The prefetch prop on Next.js <Link> components has three distinct behaviors in App Router:

prefetch={false} - Completely disables prefetching, including on hover. This is a breaking change from Pages Router, where prefetch={false} would still prefetch on hover. Use this when you want to prevent any prefetching whatsoever.

tsx
<Link href="/dashboard" prefetch={false}>
  Dashboard
</Link>

prefetch={undefined} (default) - Only prefetches static routes. Dynamic routes are not prefetched until navigation occurs. Use this default behavior when you have a mix of static and dynamic routes and want to optimize initial load performance.

prefetch={true} - Prefetches both static and dynamic routes. Use this for critical navigation paths where you want to ensure the fastest possible navigation experience, even for dynamic content.

tsx
<Link href="/profile/[id]" prefetch={true}>
  User Profile
</Link>

Suspense Boundaries and Search Params

Same-Page Navigation Issue

When navigating on the same page with only search parameter changes, Suspense boundaries do not re-trigger their loading states by default. This can create a poor user experience where the UI appears frozen during data refetching.

Solution: Key-Based Suspense

Force Suspense boundaries to show loading states during search param changes by providing a unique key prop that includes the changing search parameter:

tsx
// app/search/page.tsx
export default function SearchPage({ 
  searchParams 
}: { 
  searchParams: { q?: string } 
}) {
  return (
    <Suspense 
      key={searchParams.q} 
      fallback={<LoadingSpinner />}
    >
      <SearchResults query={searchParams.q} />
    </Suspense>
  )
}

The key change ensures React treats the Suspense boundary as a new instance, properly displaying the fallback during the transition.

Type Safety

Typing Page Props

Use the PageProps helper type to correctly type page component props in App Router:

tsx
import type { PageProps } from 'next'

export default function Page({ params, searchParams }: PageProps) {
  // params and searchParams are properly typed
}

This helper provides accurate types for the params and searchParams objects passed to page components, improving type safety and developer experience.

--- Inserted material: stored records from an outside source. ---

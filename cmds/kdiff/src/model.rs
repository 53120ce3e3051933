//! Object model shared by the component loader, the remote client and the
//! diff engine.
//!
//! Objects are kept as plain JSON documents; this module only knows how to
//! derive identities from them and how to read and write the handful of
//! metadata fields the diff engine cares about.

use std::fmt;

use kube::core::GroupVersionKind;
use serde_json::{Map, Value};
use sha2::{Digest, Sha256};
use thiserror::Error;

/// Pseudo-environment holding component defaults; it cannot be diffed.
pub const BASELINE: &str = "_";

/// Label carrying the application name on every object kdiff manages.
pub const LABEL_APPLICATION: &str = "kdiff.io/application";

/// Label carrying the environment name on every object kdiff manages.
pub const LABEL_ENVIRONMENT: &str = "kdiff.io/environment";

/// Annotation carrying the component an object was declared in.
pub const ANNOTATION_COMPONENT: &str = "kdiff.io/component";

/// Errors raised while interpreting object documents.
#[derive(Debug, Error)]
pub enum ModelError {
	#[error("object is not a JSON map")]
	NotAnObject,

	#[error("object missing apiVersion or kind")]
	MissingApiVersionOrKind,

	#[error("object missing metadata.name")]
	MissingName,

	#[error("{key}: {field} must be a map of strings")]
	InvalidSecretData { key: ObjectKey, field: &'static str },
}

/// Full identity of an object as declared: API version included.
#[derive(Debug, Clone, PartialEq, Eq, Hash)]
pub struct ObjectKey {
	pub group: String,
	pub version: String,
	pub kind: String,
	/// `None` for cluster-scoped objects (or objects not yet defaulted).
	pub namespace: Option<String>,
	pub name: String,
}

impl ObjectKey {
	/// Derive the key from `apiVersion`, `kind` and `metadata`.
	pub fn from_document(doc: &Value) -> Result<Self, ModelError> {
		if !doc.is_object() {
			return Err(ModelError::NotAnObject);
		}
		let api_version = doc
			.get("apiVersion")
			.and_then(Value::as_str)
			.ok_or(ModelError::MissingApiVersionOrKind)?;
		let kind = doc
			.get("kind")
			.and_then(Value::as_str)
			.ok_or(ModelError::MissingApiVersionOrKind)?;
		let name = doc
			.pointer("/metadata/name")
			.and_then(Value::as_str)
			.filter(|n| !n.is_empty())
			.ok_or(ModelError::MissingName)?;
		let namespace = doc
			.pointer("/metadata/namespace")
			.and_then(Value::as_str)
			.filter(|ns| !ns.is_empty())
			.map(str::to_string);

		let (group, version) = match api_version.split_once('/') {
			Some((g, v)) => (g, v),
			None => ("", api_version),
		};

		Ok(Self {
			group: group.to_string(),
			version: version.to_string(),
			kind: kind.to_string(),
			namespace,
			name: name.to_string(),
		})
	}

	pub fn api_version(&self) -> String {
		if self.group.is_empty() {
			self.version.clone()
		} else {
			format!("{}/{}", self.group, self.version)
		}
	}

	pub fn gvk(&self) -> GroupVersionKind {
		GroupVersionKind::gvk(&self.group, &self.version, &self.kind)
	}

	/// Version-independent identity.
	pub fn id(&self) -> ObjectId {
		ObjectId {
			group: self.group.clone(),
			kind: self.kind.clone(),
			namespace: self.namespace.clone(),
			name: self.name.clone(),
		}
	}
}

impl fmt::Display for ObjectKey {
	fn fmt(&self, f: &mut fmt::Formatter<'_>) -> fmt::Result {
		match &self.namespace {
			Some(ns) => write!(f, "{}/{}/{}", self.kind, ns, self.name),
			None => write!(f, "{}/{}", self.kind, self.name),
		}
	}
}

/// Identity used to match local objects against listed cluster objects.
///
/// The API version is left out: the cluster may serve the same object under
/// a different version than the one it was declared with.
#[derive(Debug, Clone, PartialEq, Eq, Hash, PartialOrd, Ord)]
pub struct ObjectId {
	pub group: String,
	pub kind: String,
	pub namespace: Option<String>,
	pub name: String,
}

/// Anything that can be named in diff output.
pub trait K8sMeta {
	fn key(&self) -> &ObjectKey;
	fn component(&self) -> Option<&str>;
}

/// A desired-state object loaded from a component.
#[derive(Debug, Clone, PartialEq)]
pub struct LocalObject {
	key: ObjectKey,
	component: String,
	environment: String,
	data: Value,
}

impl LocalObject {
	pub fn new(
		component: impl Into<String>,
		environment: impl Into<String>,
		data: Value,
	) -> Result<Self, ModelError> {
		let key = ObjectKey::from_document(&data)?;
		Ok(Self {
			key,
			component: component.into(),
			environment: environment.into(),
			data,
		})
	}

	pub fn environment(&self) -> &str {
		&self.environment
	}

	pub fn data(&self) -> &Value {
		&self.data
	}

	/// A copy of the desired document, ready to be compared.
	pub fn to_document(&self) -> Value {
		self.data.clone()
	}

	/// Fill in `namespace` when the object does not declare one.
	pub fn with_default_namespace(mut self, namespace: &str) -> Self {
		if self.key.namespace.is_none() {
			if let Some(meta) = metadata_mut(&mut self.data) {
				meta.insert("namespace".to_string(), Value::String(namespace.to_string()));
			}
			self.key.namespace = Some(namespace.to_string());
		}
		self
	}

	/// Drop `namespace` from an object of a cluster-scoped kind. The cluster
	/// ignores it on apply and never reports one back.
	pub fn without_namespace(mut self) -> Self {
		if self.key.namespace.take().is_some() {
			if let Some(meta) = self.data.get_mut("metadata").and_then(Value::as_object_mut) {
				meta.remove("namespace");
			}
		}
		self
	}
}

impl K8sMeta for LocalObject {
	fn key(&self) -> &ObjectKey {
		&self.key
	}

	fn component(&self) -> Option<&str> {
		Some(&self.component)
	}
}

/// An object found in the cluster by a scoped listing.
#[derive(Debug, Clone, PartialEq, Eq)]
pub struct RemoteObject {
	pub key: ObjectKey,
	pub component: Option<String>,
}

impl RemoteObject {
	pub fn from_document(doc: &Value) -> Result<Self, ModelError> {
		Ok(Self {
			key: ObjectKey::from_document(doc)?,
			component: annotation(doc, ANNOTATION_COMPONENT).map(str::to_string),
		})
	}
}

impl K8sMeta for RemoteObject {
	fn key(&self) -> &ObjectKey {
		&self.key
	}

	fn component(&self) -> Option<&str> {
		self.component.as_deref()
	}
}

fn metadata_mut(doc: &mut Value) -> Option<&mut Map<String, Value>> {
	let obj = doc.as_object_mut()?;
	obj.entry("metadata")
		.or_insert_with(|| Value::Object(Map::new()))
		.as_object_mut()
}

fn metadata_map<'a>(doc: &'a Value, field: &str) -> Option<&'a Map<String, Value>> {
	doc.get("metadata")?.get(field)?.as_object()
}

fn set_metadata_map(doc: &mut Value, field: &str, value: Map<String, Value>) {
	if let Some(meta) = metadata_mut(doc) {
		meta.insert(field.to_string(), Value::Object(value));
	}
}

pub fn labels(doc: &Value) -> Option<&Map<String, Value>> {
	metadata_map(doc, "labels")
}

pub fn set_labels(doc: &mut Value, labels: Map<String, Value>) {
	set_metadata_map(doc, "labels", labels);
}

pub fn annotations(doc: &Value) -> Option<&Map<String, Value>> {
	metadata_map(doc, "annotations")
}

pub fn set_annotations(doc: &mut Value, annotations: Map<String, Value>) {
	set_metadata_map(doc, "annotations", annotations);
}

pub fn annotation<'a>(doc: &'a Value, name: &str) -> Option<&'a str> {
	annotations(doc)?.get(name)?.as_str()
}

/// Stamp the labels and annotation that tie an object to its app, environment
/// and component.
pub fn set_ownership(doc: &mut Value, application: &str, environment: &str, component: &str) {
	let mut l = labels(doc).cloned().unwrap_or_default();
	l.insert(LABEL_APPLICATION.to_string(), application.into());
	l.insert(LABEL_ENVIRONMENT.to_string(), environment.into());
	set_labels(doc, l);

	let mut a = annotations(doc).cloned().unwrap_or_default();
	a.insert(ANNOTATION_COMPONENT.to_string(), component.into());
	set_annotations(doc, a);
}

const SECRET_FIELDS: [&str; 2] = ["data", "stringData"];

/// Return a copy of `doc` with secret payloads replaced by fingerprints.
///
/// Values are replaced by a short SHA-256 prefix rather than a fixed marker so
/// that a changed secret still shows up as changed. Non-secret objects are
/// returned unchanged.
pub fn hide_sensitive_info(doc: &Value) -> Result<Value, ModelError> {
	let is_secret = doc.get("apiVersion").and_then(Value::as_str) == Some("v1")
		&& doc.get("kind").and_then(Value::as_str) == Some("Secret");
	if !is_secret {
		return Ok(doc.clone());
	}

	let mut out = doc.clone();
	for field in SECRET_FIELDS {
		let Some(value) = out.get_mut(field) else {
			continue;
		};
		if value.is_null() {
			continue;
		}
		let invalid = || ModelError::InvalidSecretData {
			key: ObjectKey::from_document(doc).unwrap_or_else(|_| ObjectKey {
				group: String::new(),
				version: "v1".to_string(),
				kind: "Secret".to_string(),
				namespace: None,
				name: "<unnamed>".to_string(),
			}),
			field,
		};
		let map = value.as_object_mut().ok_or_else(invalid)?;
		for v in map.values_mut() {
			let s = v.as_str().ok_or_else(invalid)?;
			*v = Value::String(redacted(s));
		}
	}
	Ok(out)
}

fn redacted(value: &str) -> String {
	let digest = Sha256::digest(value.as_bytes());
	let hex: String = digest.iter().take(6).map(|b| format!("{b:02x}")).collect();
	format!("<redacted sha256:{hex}>")
}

Component State Preservation

cacheComponents Flag

When the cacheComponents experimental flag is enabled, Next.js leverages React's <Activity> component to maintain component state across client-side navigations:

tsx
// next.config.js
module.exports = {
  experimental: {
    cacheComponents: true
  }
}

This preserves component state (such as form inputs, scroll position, or local component state) when users navigate away and return, creating a more native app-like experience. The <Activity> component handles the state preservation automatically without requiring manual state management.